BIERCE AND THE RAILROGUES
In Ambrose Bierce. Collected Essays and Journalism, Volume 28: 1896-1897, edited by David E. Schultz and S. T. Joshi, he takes on the railroad barons--the "railrogues"--in his column for the San Francisco Examiner and the New York American. Publisher William Randolph Hearst was so intent on destroying a railroad funding bill he sent Bierce to Washington to muckrake, turning out more than 60 columns on the crusade. Bierce’s attacks on the railroad barons became legendary, such as his vicious assault on railway magnate Collis P. Huntington: "Though severe, he is merciful. He tempers invective with falsehood. He says ugly things of his enemy, but he has the tenderness to be careful that they are mostly lies."

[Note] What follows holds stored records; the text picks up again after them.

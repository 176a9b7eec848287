//! Error types for APITest configuration

use std::path::PathBuf;
use thiserror::Error;

/// Result type alias using the configuration Error
pub type Result<T> = std::result::Result<T, Error>;

/// Configuration error types
///
/// Every variant is raised before the first request goes out.
#[derive(Error, Debug)]
pub enum Error {
    #[error("Failed to read config file {path}: {source}")]
    ConfigRead {
        path: PathBuf,
        #[source]
        source: std::io::Error,
    },

    #[error("TOML parse error: {0}")]
    Toml(#[from] toml::de::Error),

    #[error("Unknown environment '{0}' (expected one of: dev, test, prod)")]
    UnknownEnvironment(String),

    #[error("No base URI configured for environment '{environment}' (key '{key}' is missing or blank)")]
    MissingUrl { environment: String, key: String },

    #[error("Invalid configuration: {0}")]
    InvalidConfig(String),
}
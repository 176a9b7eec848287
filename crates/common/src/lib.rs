//! APITest Common Library
//!
//! Environment configuration and the record types shared by the
//! contract test groups.

pub mod config;
pub mod error;
pub mod types;

pub use config::{EndpointFile, Environment, EnvironmentConfig, Properties};
pub use error::{Error, Result};
pub use types::{Comment, Post, PostPatch};

/// APITest version
pub const VERSION: &str = env!("CARGO_PKG_VERSION");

When his critics shot back, Bierce returned fire:
In hope deferred, ambitious still to shine
By hating me at half-a-cent a line --
Like drones among the bees of brighter wing,
Sunless to shine and impotent to sting.
To estimate in easy verse I’ll try
The controversial value of a lie.
So lend your ears -- God knows you have enough!
I mean to teach, and if I can’t I’ll cuff.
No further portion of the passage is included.